I'm going to be presenting a session about using WaTiN in Visual Studio and some best practices for using it with TDD.
The ironic thing is, if I had done the presentation two months ago, it would be much different from the presentation I'm going to give on Sunday. TDD and Agile (which is something we are working on implementing within our group, with an eye toward seeding it out to the other dev groups in our company) has definitely been a learning and growing experience.
Looking back over the two years that we've been slowly changing our processes and development methods, it's been a very eye-opening experience. When we think back to where we were at when we first started, and how we did things back then, we simply say 'Wow, how the heck did we get anything done?'.
We implemented Agile and TDD in small pieces, using each scrum to try things out and see what worked and what didn't. Fortunately if something didn't work, it was not something that prevented us from meeting our backlog items, or effecting our schedule.
So in the past two years, we've never missed a delivery date on our scrums and projects, and we've had to switch projects a few times due to business needs. We've gotten buy in from the Strategic consulting group, QA, Managers, and product owners at our company. The best part is, all the feedback to our team is how much they enjoy working on projects with us compared to the old Waterfall method other groups are still using.
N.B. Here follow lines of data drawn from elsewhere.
use crate::error::{DreError, Result};
use crate::utils::{months_between, parse_period_string};
use chrono::NaiveDate;
use schemars::JsonSchema;
use serde::{Deserialize, Serialize};
use uuid::Uuid;

#[derive(
    Debug, Clone, Copy, Serialize, Deserialize, PartialEq, Eq, Hash, PartialOrd, Ord, JsonSchema,
)]
#[serde(rename_all = "snake_case")]
pub enum DreCategoryType {
    #[schemars(description = "Gross revenue from sales of goods and services")]
    ReceitaBruta,

    #[schemars(description = "Deductions from gross revenue: sales taxes, returns, discounts granted")]
    DeducaoReceita,

    #[schemars(description = "Cost of goods sold / services rendered")]
    CustoProdutos,

    #[schemars(description = "Administrative expenses: payroll of back office, accounting, software")]
    DespesaAdministrativa,

    #[schemars(description = "Commercial expenses: marketing, commissions, freight on sales")]
    DespesaComercial,

    #[schemars(description = "General expenses: rent, utilities, maintenance")]
    DespesaGeral,

    #[schemars(description = "Depreciation and amortization")]
    DepreciacaoAmortizacao,

    #[schemars(description = "Financial income: interest earned, yields on investments")]
    ReceitaFinanceira,

    #[schemars(description = "Financial expenses: interest paid, bank fees, IOF")]
    DespesaFinanceira,

    #[schemars(description = "Corporate income tax (IRPJ)")]
    ImpostoRenda,

    #[schemars(description = "Social contribution on net profit (CSLL)")]
    Csll,
}

impl DreCategoryType {
    /// Every category type, in waterfall order.
    pub const ALL: [DreCategoryType; 11] = [
        DreCategoryType::ReceitaBruta,
        DreCategoryType::DeducaoReceita,
        DreCategoryType::CustoProdutos,
        DreCategoryType::DespesaAdministrativa,
        DreCategoryType::DespesaComercial,
        DreCategoryType::DespesaGeral,
        DreCategoryType::DepreciacaoAmortizacao,
        DreCategoryType::ReceitaFinanceira,
        DreCategoryType::DespesaFinanceira,
        DreCategoryType::ImpostoRenda,
        DreCategoryType::Csll,
    ];

    pub fn as_str(&self) -> &'static str {
        match self {
            DreCategoryType::ReceitaBruta => "receita_bruta",
            DreCategoryType::DeducaoReceita => "deducao_receita",
            DreCategoryType::CustoProdutos => "custo_produtos",
            DreCategoryType::DespesaAdministrativa => "despesa_administrativa",
            DreCategoryType::DespesaComercial => "despesa_comercial",
            DreCategoryType::DespesaGeral => "despesa_geral",
            DreCategoryType::DepreciacaoAmortizacao => "depreciacao_amortizacao",
            DreCategoryType::ReceitaFinanceira => "receita_financeira",
            DreCategoryType::DespesaFinanceira => "despesa_financeira",
            DreCategoryType::ImpostoRenda => "imposto_renda",
            DreCategoryType::Csll => "csll",
        }
    }

    pub fn display_name(&self) -> &'static str {
        match self {
            DreCategoryType::ReceitaBruta => "Receita Bruta",
            DreCategoryType::DeducaoReceita => "Deduções da Receita",
            DreCategoryType::CustoProdutos => "Custo dos Produtos Vendidos",
            DreCategoryType::DespesaAdministrativa => "Despesas Administrativas",
            DreCategoryType::DespesaComercial => "Despesas Comerciais",
            DreCategoryType::DespesaGeral => "Despesas Gerais",
            DreCategoryType::DepreciacaoAmortizacao => "Depreciação e Amortização",
            DreCategoryType::ReceitaFinanceira => "Receitas Financeiras",
            DreCategoryType::DespesaFinanceira => "Despesas Financeiras",
            DreCategoryType::ImpostoRenda => "Imposto de Renda",
            DreCategoryType::Csll => "CSLL",
        }
    }
}

#[derive(Debug, Clone, Serialize, Deserialize, PartialEq, JsonSchema)]
pub struct DreCategory {
    pub id: Uuid,
    pub company_id: String,
    pub name: String,

    #[serde(rename = "type")]
    #[schemars(description = "Which waterfall bucket amounts in this category are summed into")]
    pub category_type: DreCategoryType,

    pub display_order: i32,

    #[serde(default = "default_true")]
    pub is_active: bool,
}

impl DreCategory {
    pub fn new(
        company_id: impl Into<String>,
        name: impl Into<String>,
        category_type: DreCategoryType,
        display_order: i32,
    ) -> Self {
        Self {
            id: Uuid::new_v4(),
            company_id: company_id.into(),
            name: name.into(),
            category_type,
            display_order,
            is_active: true,
        }
    }
}

/// The standard taxonomy seeded for a new tenant: one category per type, in waterfall order.
pub fn default_categories(company_id: &str) -> Vec<DreCategory> {
    DreCategoryType::ALL
        .iter()
        .enumerate()
        .map(|(idx, category_type)| {
            DreCategory::new(
                company_id,
                category_type.display_name(),
                *category_type,
                (idx as i32 + 1) * 10,
            )
        })
        .collect()
}

#[derive(Debug, Clone, Serialize, Deserialize, PartialEq, JsonSchema)]
pub struct DreEntry {
    pub id: Uuid,
    pub period_id: Uuid,
    pub category_id: Uuid,

    #[schemars(description = "Free-text line description. Together with period and category it identifies the entry")]
    pub description: String,

    #[schemars(description = "Signed amount in the tenant's currency")]
    pub value: f64,

    #[serde(default)]
    pub notes: Option<String>,
}

impl DreEntry {
    pub fn new(
        period_id: Uuid,
        category_id: Uuid,
        description: impl Into<String>,
        value: f64,
    ) -> Self {
        Self {
            id: Uuid::new_v4(),
            period_id,
            category_id,
            description: description.into(),
            value,
            notes: None,
        }
    }

    /// True when both entries address the same (period, category, description) slot.
    pub fn same_slot(&self, other: &DreEntry) -> bool {
        self.period_id == other.period_id
            && self.category_id == other.category_id
            && self.description == other.description
    }
}

#[derive(Debug, Clone, Copy, Serialize, Deserialize, PartialEq, Eq, Hash, JsonSchema)]
#[serde(rename_all = "snake_case")]
pub enum TransactionType {
    Credit,
    Debit,
}

#[derive(Debug, Clone, Serialize, Deserialize, PartialEq, JsonSchema)]
pub struct ClassifiedTransaction {
    pub id: Uuid,
    pub company_id: String,
    pub date: NaiveDate,

    #[serde(rename = "type")]
    pub transaction_type: TransactionType,

    pub description: String,
    pub value: f64,

    #[serde(default)]
    pub dre_category_id: Option<Uuid>,

    #[serde(default)]
    #[schemars(description = "Only classified transactions with a category contribute to the statement")]
    pub is_classified: bool,

    #[serde(default)]
    #[schemars(description = "Set when the category was chosen by a user; automatic reclassification leaves it alone")]
    pub manually_classified: bool,
}

impl ClassifiedTransaction {
    pub fn new(
        company_id: impl Into<String>,
        date: NaiveDate,
        transaction_type: TransactionType,
        description: impl Into<String>,
        value: f64,
    ) -> Self {
        Self {
            id: Uuid::new_v4(),
            company_id: company_id.into(),
            date,
            transaction_type,
            description: description.into(),
            value,
            dre_category_id: None,
            is_classified: false,
            manually_classified: false,
        }
    }

    pub fn with_category(mut self, category_id: Uuid) -> Self {
        self.dre_category_id = Some(category_id);
        self.is_classified = true;
        self
    }

    pub fn contributes(&self) -> bool {
        self.is_classified && self.dre_category_id.is_some()
    }
}

#[derive(Debug, Clone, Serialize, Deserialize, PartialEq, JsonSchema)]
pub struct ClassificationRule {
    pub id: Uuid,
    pub company_id: String,
    pub name: String,
    pub transaction_type: TransactionType,

    #[schemars(description = "A rule matches when any keyword appears in the normalized transaction description")]
    pub keywords: Vec<String>,

    pub category_id: Uuid,

    #[schemars(description = "Higher priority rules are evaluated first")]
    pub priority: i32,

    #[serde(default = "default_true")]
    pub is_active: bool,
}

impl ClassificationRule {
    pub fn new(
        company_id: impl Into<String>,
        name: impl Into<String>,
        transaction_type: TransactionType,
        keywords: Vec<String>,
        category_id: Uuid,
        priority: i32,
    ) -> Self {
        Self {
            id: Uuid::new_v4(),
            company_id: company_id.into(),
            name: name.into(),
            transaction_type,
            keywords,
            category_id,
            priority,
            is_active: true,
        }
    }
}

#[derive(Debug, Clone, Copy, Serialize, Deserialize, PartialEq, Eq, JsonSchema)]
#[serde(rename_all = "snake_case")]
pub enum PeriodType {
    Month,
    Quarter,
    Year,
    Custom,
}

#[derive(Debug, Clone, Serialize, Deserialize, PartialEq, JsonSchema)]
pub struct DrePeriod {
    pub id: Uuid,
    pub company_id: String,
    pub name: String,
    pub start_date: NaiveDate,
    pub end_date: NaiveDate,

    #[serde(rename = "type")]
    pub period_type: PeriodType,

    #[serde(default)]
    pub is_closed: bool,
}

impl DrePeriod {
    pub fn new(
        company_id: impl Into<String>,
        name: impl Into<String>,
        start_date: NaiveDate,
        end_date: NaiveDate,
        period_type: PeriodType,
    ) -> Self {
        Self {
            id: Uuid::new_v4(),
            company_id: company_id.into(),
            name: name.into(),
            start_date,
            end_date,
            period_type,
            is_closed: false,
        }
    }

    /// Builds a period from `YYYY-MM` or `YYYY-MM:YYYY-MM`.
    ///
    /// The period type is inferred from the number of months covered:
    /// 1 is a month, 3 a quarter, 12 a year, anything else is custom.
    pub fn from_label(company_id: impl Into<String>, label: &str) -> Result<Self> {
        let (start, end) = parse_period_string(label)?;
        let months = months_between(start, end) + 1;
        let period_type = match months {
            1 => PeriodType::Month,
            3 => PeriodType::Quarter,
            12 => PeriodType::Year,
            _ => PeriodType::Custom,
        };

        let period = Self::new(company_id, label.trim(), start, end, period_type);
        period.validate()?;
        Ok(period)
    }

    pub fn validate(&self) -> Result<()> {
        if self.end_date < self.start_date {
            return Err(DreError::InvalidPeriod {
                name: self.name.clone(),
                start: self.start_date,
                end: self.end_date,
            });
        }
        Ok(())
    }

    pub fn contains(&self, date: NaiveDate) -> bool {
        date >= self.start_date && date <= self.end_date
    }
}

/// Everything the statement builder needs for one period.
#[derive(Debug, Clone, Serialize, Deserialize, JsonSchema)]
pub struct DreInput {
    pub period: DrePeriod,

    #[schemars(description = "The tenant's category taxonomy")]
    pub categories: Vec<DreCategory>,

    #[serde(default)]
    pub entries: Vec<DreEntry>,

    #[serde(default)]
    pub transactions: Vec<ClassifiedTransaction>,
}

impl DreInput {
    pub fn generate_json_schema() -> schemars::schema::RootSchema {
        schemars::schema_for!(DreInput)
    }

    pub fn schema_as_json() -> std::result::Result<String, serde_json::Error> {
        let schema = Self::generate_json_schema();
        serde_json::to_string_pretty(&schema)
    }
}

fn default_true() -> bool {
    true
}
In fact, one of our latest scrums, we actually accomplished something I have never seen before. We completed an entire release to our production application without a single bug for the whole process. That's from initial Product backlog meeting, to the final release which was about 2 months ago. To our group this was the huge pay-off, and it was so awesome to be able to accomplish this without having to kill ourselves. We didn't work a bit of overtime, and we ended up delivering extra backlog items as well.
Anyway, WaTiN was one of those pieces that we tried, and unfortunately we made a wrong assumption or two on how to use it. We've now got it in the right place in our development lifecycle, and picked up the right tool for our true Unit Tests.
I'm just wondering now after reading this over, where our group will be in another 2 years?